Modeste, discret et éternel insatisfait, Mario Bava n’a jamais été tendre envers sa filmographie, pourtant c’est toujours avec une certaine fierté qu’il évoquait La Baie Sanglante et ses victimes tombant comme des quilles : « 13 personnages, 13 meurtres » avait-il coutume de lancer. En 1971, Bava s’est déjà illustré dans de multiples genres : giallo, contes fantastiques, adaptation de fumetti, westerns ou science fiction, avec le cinéma populaire comme vaste champ de recherche formelle et d’exploration intime.
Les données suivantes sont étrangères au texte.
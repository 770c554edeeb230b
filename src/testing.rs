// Copyright 2025-present Harīṣh Tummalachērla
// SPDX-License-Identifier: Apache-2.0

//! Test utilities shared across unit and integration tests.
//!
//! Always compiled but hidden from documentation, so `tests/` can use the
//! same fixtures as the unit tests.

#![doc(hidden)]

use crate::types::PageRecord;

/// A page with no keywords.
pub fn make_page(url: &str, title: &str, content: &str) -> PageRecord {
    PageRecord::new(url, title, content)
}

/// The canonical single-page fixture.
pub fn apple_pie() -> PageRecord {
    PageRecord::new("/a", "Apple Pie", "A pie made of apples").with_keywords("fruit,dessert")
}

/// A small, varied site: mixed case, keywords with junk, a URL-only match,
/// and characters that need escaping.
pub fn sample_site() -> Vec<PageRecord> {
    vec![
        apple_pie(),
        make_page(
            "/posts/rust-ownership",
            "Understanding Rust Ownership",
            "Ownership is Rust's most unique feature. Borrowing lets you reference data \
             without taking ownership, and lifetimes make sure references stay valid.",
        )
        .with_keywords("rust, programming, , memory "),
        make_page(
            "/recipes/banana-bread",
            "Banana Bread",
            "Ripe bananas & a little patience make the best bread.",
        )
        .with_keywords("baking,dessert,"),
        make_page(
            "/about",
            "About <this> site",
            "Written by \"someone\" who likes pies and 'quotes'.",
        ),
    ]
}
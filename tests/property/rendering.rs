//! Rendering properties: escaping, highlighting, idempotent replacement.

use crate::common::{strip_marks, unescape_html};
use pagesift::{
    build_index, highlight, parse_query, render_results, search, MemorySurface, PageRecord,
    RenderOptions, Renderer,
};
use proptest::prelude::*;

fn nasty_text() -> impl Strategy<Value = String> {
    prop::string::string_regex("[a-cA-C<>&\"' mark/]{0,40}").unwrap()
}

fn nasty_term() -> impl Strategy<Value = String> {
    prop::string::string_regex("[a-c<>&\"'mark]{1,4}").unwrap()
}

/// Every `&` must open one of the entities the escaper produces.
fn only_known_entities(s: &str) -> bool {
    s.match_indices('&').all(|(i, _)| {
        let rest = &s[i..];
        ["&amp;", "&lt;", "&gt;", "&quot;", "&#039;"]
            .iter()
            .any(|e| rest.starts_with(e))
    })
}

proptest! {
    #[test]
    fn prop_highlight_escapes_everything_outside_marks(
        text in nasty_text(),
        terms in prop::collection::vec(nasty_term(), 0..3),
    ) {
        let html = highlight(&text, &terms);
        let bare = strip_marks(&html);
        prop_assert!(!bare.contains('<'));
        prop_assert!(!bare.contains('>'));
        prop_assert!(!bare.contains('"'));
        prop_assert!(!bare.contains('\''));
        prop_assert!(only_known_entities(&bare));
        prop_assert_eq!(unescape_html(&bare), text);
    }

    #[test]
    fn prop_marks_are_balanced(
        text in nasty_text(),
        terms in prop::collection::vec(nasty_term(), 0..3),
    ) {
        let html = highlight(&text, &terms);
        prop_assert_eq!(html.matches("<mark>").count(), html.matches("</mark>").count());
    }

    #[test]
    fn prop_no_results_message_never_echoes_raw_input(query in nasty_text()) {
        let html = render_results(&[], &parse_query(&query), &RenderOptions::default());
        let inner = html
            .trim_start_matches("<p>No results found for \"<strong>")
            .trim_end_matches("</strong>\"</p>");
        prop_assert!(!inner.contains('<'));
        prop_assert!(only_known_entities(inner));
    }

    #[test]
    fn prop_render_twice_is_idempotent(
        title in nasty_text(),
        content in nasty_text(),
        query in nasty_term(),
    ) {
        let index = build_index(vec![PageRecord::new("/p", &title, &content)]);
        let results = search(&index, &query);
        let parsed = parse_query(&query);
        let renderer = Renderer::default();
        let mut surface = MemorySurface::default();

        renderer.render(&mut surface, &results, &parsed);
        let first = surface.to_html();
        renderer.render(&mut surface, &results, &parsed);

        prop_assert_eq!(surface.results_count(), 1);
        prop_assert_eq!(surface.to_html(), first);
    }
}
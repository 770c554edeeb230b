// Copyright 2025-present Harīṣh Tummalachērla
// SPDX-License-Identifier: Apache-2.0

//! Keyword search for static sites: a flat index, substring matching,
//! snippets and highlighted results.
//!
//! The site supplies its pages up front. We lowercase every searchable field
//! once, then each query is a linear scan: every whitespace-separated token
//! must appear somewhere in a page (title, content, url or keywords). Results
//! keep page order, there is no ranking.
//!
//! # Architecture
//!
//! ```text
//! ┌─────────────┐     ┌──────────────┐     ┌─────────────┐     ┌─────────────┐
//! │  pages.rs   │────▶│   index.rs   │────▶│  search/    │────▶│  render/    │
//! │ (JSON load, │     │ (build_index)│     │ (policies,  │     │ (highlight, │
//! │ validation) │     │              │     │  AND match) │     │  snippet)   │
//! └─────────────┘     └──────────────┘     └─────────────┘     └─────────────┘
//!                                                 ▲                   │
//!                                                 │                   ▼
//!                                          ┌─────────────┐     ┌─────────────┐
//!                                          │  widget/    │────▶│ surface.rs  │
//!                                          │ (submit,    │     │ (DOM or     │
//!                                          │  debounce)  │     │  in-memory) │
//!                                          └─────────────┘     └─────────────┘
//! ```
//!
//! # Usage
//!
//! ```
//! use pagesift::{build_index, search, PageRecord};
//!
//! let pages = vec![
//!     PageRecord::new("/a", "Apple Pie", "A pie made of apples").with_keywords("fruit,dessert"),
//! ];
//! let index = build_index(pages);
//!
//! assert_eq!(search(&index, "apple dessert").len(), 1);
//! assert!(search(&index, "apple banana").is_empty());
//! ```

pub mod config;
pub mod index;
pub mod pages;
pub mod render;
pub mod search;
pub mod snippet;
pub mod surface;
pub mod testing;
pub mod types;
pub mod util;
pub mod widget;

#[cfg(feature = "wasm")]
pub mod runtime;

// Re-exports for public API
pub use config::{ConfigError, WidgetConfig};
pub use index::build_index;
pub use pages::{load_pages, load_pages_from_path, pages_from_value, PageDataError};
pub use render::{highlight, render_results, RenderOptions, Renderer};
pub use search::{parse_query, search, search_query, search_with_policy};
pub use snippet::{snippet, snippet_for_query, SnippetOptions, ELLIPSIS};
pub use surface::{ElementIds, HostSurface, MemorySurface};
pub use types::{IndexedPage, MatchPolicy, PageIndex, PageRecord, Query};
pub use util::html::escape_html;
pub use util::normalize::{normalize, parse_keywords};
pub use widget::{Debouncer, SearchOutcome, SearchWidget};
// Copyright 2025-present Harīṣh Tummalachērla
// SPDX-License-Identifier: Apache-2.0

//! Results rendering.
//!
//! Turns a result list into the results container's HTML, then swaps it into
//! the host surface. Everything that came from a page or from the user is
//! escaped; the only raw markup in the output is ours.
//!
//! ```text
//! <p>Found 2 results:</p>
//! <div class="search-result">
//!   <h4><a href="/a"><mark>Apple</mark> Pie</a></h4>
//!   <p class="search-snippet">A pie made of <mark>apple</mark>s</p>
//!   <p class="search-keywords">Keywords: fruit, dessert</p>
//! </div>
//! ...
//! ```

pub mod highlight;

use crate::snippet::{snippet_for_query, SnippetOptions};
use crate::surface::HostSurface;
use crate::types::{MatchPolicy, PageRecord, Query};
use crate::util::html::escape_html;
use log::debug;

pub use highlight::highlight;

/// Everything the renderer needs besides the results themselves.
#[derive(Debug, Clone, Copy, Default, PartialEq, Eq)]
pub struct RenderOptions {
    pub policy: MatchPolicy,
    pub snippet: SnippetOptions,
}

/// Inner HTML of the results container.
pub fn render_results(results: &[&PageRecord], query: &Query, options: &RenderOptions) -> String {
    if results.is_empty() {
        return format!(
            r#"<p>No results found for "<strong>{}</strong>"</p>"#,
            escape_html(&query.display(options.policy))
        );
    }

    let terms = query.terms(options.policy);
    let mut html = format!("<p>Found {} results:</p>", results.len());
    for page in results {
        html.push_str(&render_result(page, query, &terms, options));
    }
    html
}

fn render_result(page: &PageRecord, query: &Query, terms: &[&str], options: &RenderOptions) -> String {
    let excerpt = snippet_for_query(&page.content, query, options.policy, &options.snippet);

    let mut html = String::from(r#"<div class="search-result">"#);
    html.push_str(&format!(
        r#"<h4><a href="{}">{}</a></h4>"#,
        escape_html(&page.url),
        highlight(&page.title, terms)
    ));
    html.push_str(&format!(
        r#"<p class="search-snippet">{}</p>"#,
        highlight(&excerpt, terms)
    ));

    let keywords = page.keyword_list();
    if !keywords.is_empty() {
        html.push_str(&format!(
            r#"<p class="search-keywords">Keywords: {}</p>"#,
            highlight(&keywords.join(", "), terms)
        ));
    }
    html.push_str("</div>");
    html
}

/// Owns the results container on a host surface.
#[derive(Debug, Clone, Default)]
pub struct Renderer {
    options: RenderOptions,
}

impl Renderer {
    pub fn new(options: RenderOptions) -> Self {
        Self { options }
    }

    pub fn options(&self) -> &RenderOptions {
        &self.options
    }

    /// Replace whatever results are showing with these.
    pub fn render<S: HostSurface + ?Sized>(
        &self,
        surface: &mut S,
        results: &[&PageRecord],
        query: &Query,
    ) {
        surface.remove_results();
        let html = render_results(results, query, &self.options);
        debug!("rendering {} results ({} bytes)", results.len(), html.len());
        surface.insert_results(&html);
    }

    /// Remove the results container, if any.
    pub fn clear<S: HostSurface + ?Sized>(&self, surface: &mut S) {
        surface.remove_results();
    }
}
// Copyright 2025-present Harīṣh Tummalachērla
// SPDX-License-Identifier: Apache-2.0

//! Small string helpers shared by the index, matcher and renderer.
//!
//! Lowercasing for the index, keyword splitting, and HTML escaping. Nothing
//! here knows about pages or queries.

pub mod html;
pub mod normalize;
pub mod pattern;
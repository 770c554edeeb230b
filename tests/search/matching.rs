//! Matcher behavior over a realistic little site.

use crate::common::{sample_index, urls};
use pagesift::{search, search_with_policy, MatchPolicy};

#[test]
fn test_title_match() {
    let index = sample_index();
    assert_eq!(urls(&search(&index, "ownership")), vec!["/posts/rust-ownership"]);
}

#[test]
fn test_keyword_only_match() {
    let index = sample_index();
    // "memory" appears only in the keyword list, after a blank entry
    assert_eq!(urls(&search(&index, "memory")), vec!["/posts/rust-ownership"]);
}

#[test]
fn test_shared_keyword_keeps_page_order() {
    let index = sample_index();
    assert_eq!(
        urls(&search(&index, "dessert")),
        vec!["/a", "/recipes/banana-bread"]
    );
}

#[test]
fn test_url_match() {
    let index = sample_index();
    assert_eq!(urls(&search(&index, "recipes/")), vec!["/recipes/banana-bread"]);
}

#[test]
fn test_tokens_across_fields() {
    let index = sample_index();
    // "banana" in the title, "baking" in keywords, "patience" in content
    assert_eq!(
        urls(&search(&index, "Banana baking PATIENCE")),
        vec!["/recipes/banana-bread"]
    );
}

#[test]
fn test_one_missing_token_excludes_page() {
    let index = sample_index();
    assert!(search(&index, "banana ownership").is_empty());
}

#[test]
fn test_special_characters_match_literally() {
    let index = sample_index();
    assert_eq!(urls(&search(&index, "<this>")), vec!["/about"]);
    assert_eq!(urls(&search(&index, "bananas &")), vec!["/recipes/banana-bread"]);
    assert!(search(&index, ".*").is_empty());
}

#[test]
fn test_single_term_versus_all_keywords() {
    let index = sample_index();
    let query = "pie made";
    assert_eq!(
        urls(&search_with_policy(&index, query, MatchPolicy::SingleTerm)),
        vec!["/a"]
    );

    let query = "made pie";
    assert!(search_with_policy(&index, query, MatchPolicy::SingleTerm).is_empty());
    assert_eq!(
        urls(&search_with_policy(&index, query, MatchPolicy::AllKeywords)),
        vec!["/a"]
    );
}

#[test]
fn test_blank_queries() {
    let index = sample_index();
    for query in ["", " ", "\t\n"] {
        assert!(search(&index, query).is_empty());
        assert!(search_with_policy(&index, query, MatchPolicy::SingleTerm).is_empty());
    }
}
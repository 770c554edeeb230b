// Copyright 2025-present Harīṣh Tummalachērla
// SPDX-License-Identifier: Apache-2.0

//! Escape-then-emphasize highlighting.
//!
//! Matches are found on the raw text, then every segment (matched or not)
//! is HTML-escaped on its way out and matched segments get wrapped in
//! `<mark>`. The result is the same as escaping first and highlighting
//! second, minus the two classic bugs of doing it on the escaped string:
//! a term like `amp` splitting `&amp;`, and a term like `mark` matching the
//! tags a previous term inserted.

use crate::util::html::push_escaped;
use crate::util::pattern::literal_pattern;

pub const MARK_OPEN: &str = "<mark>";
pub const MARK_CLOSE: &str = "</mark>";

/// Escape `text` and wrap every case-insensitive occurrence of any term.
///
/// With no usable terms this is plain [`escape_html`](crate::util::html::escape_html).
pub fn highlight<S: AsRef<str>>(text: &str, terms: &[S]) -> String {
    let mut out = String::with_capacity(text.len() + 16);
    let Some(pattern) = literal_pattern(terms) else {
        push_escaped(&mut out, text);
        return out;
    };

    let mut last = 0;
    for m in pattern.find_iter(text) {
        push_escaped(&mut out, &text[last..m.start()]);
        out.push_str(MARK_OPEN);
        push_escaped(&mut out, m.as_str());
        out.push_str(MARK_CLOSE);
        last = m.end();
    }
    push_escaped(&mut out, &text[last..]);
    out
}
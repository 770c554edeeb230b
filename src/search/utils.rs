// Copyright 2025-present Harīṣh Tummalachērla
// SPDX-License-Identifier: Apache-2.0

//! Query parsing shared by the matcher, snippet extractor and renderer.

use crate::types::Query;
use crate::util::normalize::normalize;

/// Parse raw input into a [`Query`]: trimmed, lowercased, whitespace-split.
///
/// # Example
///
/// ```ignore
/// let query = parse_query("  Apple  PIE ");
/// assert_eq!(query.text, "apple  pie");
/// assert_eq!(query.tokens, vec!["apple", "pie"]);
/// ```
pub fn parse_query(raw: &str) -> Query {
    let text = normalize(raw);
    let tokens = text.split_whitespace().map(str::to_string).collect();
    Query { text, tokens }
}
// Copyright 2025-present Harīṣh Tummalachērla
// SPDX-License-Identifier: Apache-2.0

//! The host surface: the little piece of a document the widget talks to.
//!
//! Three things matter: a search form, a query input, and a results
//! container that always sits directly after the form. The browser build
//! implements this on the real DOM (`runtime::wasm`); [`MemorySurface`] is a
//! plain-Rust document used by tests and the CLI's HTML preview.

use serde::{Deserialize, Serialize};

/// Class carried by every results container.
pub const RESULTS_CLASS: &str = "search-results";

/// Element ids the widget looks up.
#[derive(Debug, Clone, PartialEq, Eq, Serialize, Deserialize)]
#[serde(default)]
pub struct ElementIds {
    #[serde(rename = "formId")]
    pub form: String,
    #[serde(rename = "inputId")]
    pub input: String,
    #[serde(rename = "resultsId")]
    pub results: String,
}

impl Default for ElementIds {
    fn default() -> Self {
        Self {
            form: "search-form".to_string(),
            input: "search-input".to_string(),
            results: "search-results".to_string(),
        }
    }
}

/// What the widget needs from a document.
pub trait HostSurface {
    /// Is the search form present?
    fn has_form(&self) -> bool;

    /// Is the query input present?
    fn has_input(&self) -> bool;

    /// Current text of the query input, if there is one.
    fn query_value(&self) -> Option<String>;

    /// Remove the results container. No-op when there is none.
    fn remove_results(&mut self);

    /// Insert a results container holding `inner_html` right after the form.
    ///
    /// Callers remove the previous container first.
    fn insert_results(&mut self, inner_html: &str);
}

/// One top-level element of a [`MemorySurface`].
#[derive(Debug, Clone, PartialEq, Eq)]
pub struct Node {
    pub id: String,
    pub class: String,
    pub inner_html: String,
}

impl Node {
    fn to_html(&self) -> String {
        let mut attrs = format!(r#" id="{}""#, self.id);
        if !self.class.is_empty() {
            attrs.push_str(&format!(r#" class="{}""#, self.class));
        }
        format!("<div{}>{}</div>", attrs, self.inner_html)
    }
}

/// An in-memory document: an ordered list of top-level elements plus the
/// query input's value.
#[derive(Debug, Clone)]
pub struct MemorySurface {
    ids: ElementIds,
    input: Option<String>,
    nodes: Vec<Node>,
}

impl MemorySurface {
    /// A document holding the form (with its input) and nothing else.
    pub fn new(ids: ElementIds) -> Self {
        let form = Node {
            id: ids.form.clone(),
            class: String::new(),
            inner_html: String::new(),
        };
        Self {
            ids,
            input: Some(String::new()),
            nodes: vec![form],
        }
    }

    /// A document with neither form nor input.
    pub fn empty(ids: ElementIds) -> Self {
        Self {
            ids,
            input: None,
            nodes: Vec::new(),
        }
    }

    /// Type into the query input. Creates the input if it was missing.
    pub fn set_query(&mut self, value: &str) {
        self.input = Some(value.to_string());
    }

    /// Append a sibling element after everything else.
    pub fn push_node(&mut self, id: &str) {
        self.nodes.push(Node {
            id: id.to_string(),
            class: String::new(),
            inner_html: String::new(),
        });
    }

    pub fn nodes(&self) -> &[Node] {
        &self.nodes
    }

    /// Number of results containers currently in the document.
    pub fn results_count(&self) -> usize {
        self.nodes
            .iter()
            .filter(|n| n.id == self.ids.results)
            .count()
    }

    /// Inner HTML of the results container, if present.
    pub fn results_html(&self) -> Option<&str> {
        self.nodes
            .iter()
            .find(|n| n.id == self.ids.results)
            .map(|n| n.inner_html.as_str())
    }

    /// Serialize the document, one element per line.
    pub fn to_html(&self) -> String {
        self.nodes
            .iter()
            .map(Node::to_html)
            .collect::<Vec<_>>()
            .join("\n")
    }
}

impl Default for MemorySurface {
    fn default() -> Self {
        Self::new(ElementIds::default())
    }
}

impl HostSurface for MemorySurface {
    fn has_form(&self) -> bool {
        self.nodes.iter().any(|n| n.id == self.ids.form)
    }

    fn has_input(&self) -> bool {
        self.input.is_some()
    }

    fn query_value(&self) -> Option<String> {
        self.input.clone()
    }

    fn remove_results(&mut self) {
        let results_id = &self.ids.results;
        self.nodes.retain(|n| &n.id != results_id);
    }

    fn insert_results(&mut self, inner_html: &str) {
        let Some(form_at) = self.nodes.iter().position(|n| n.id == self.ids.form) else {
            return;
        };
        self.nodes.insert(
            form_at + 1,
            Node {
                id: self.ids.results.clone(),
                class: RESULTS_CLASS.to_string(),
                inner_html: inner_html.to_string(),
            },
        );
    }
}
Mais avec ce jeu de massacre cathartique, Bava va encore avancer d’un cran dans l’expérimentation, bousculant les conventions et les attentes du genre. Finies les ambiances gothiques hantées du Corps et le Fouet ou les spirales colorées abstraites d’Operazione Paura, terminé le sadisme esthétisé de 6 femmes pour l’assassin, le pop art de Diabolik ou les zooms discos de L’île de l’épouvante. A première vue c’est pourtant à une simple déclinaison de ce dernier que nous convie Bava : une variation autour des 10 petits nègres mettant en scène des personnages coincés sur une baie éliminés les uns après les autres, dans un univers ou chacun peut se révéler l’assassin potentiel. Au contraire, La Baie sanglante est une œuvre charnière, qui ouvre une dernière période crue, tourmentée et féroce.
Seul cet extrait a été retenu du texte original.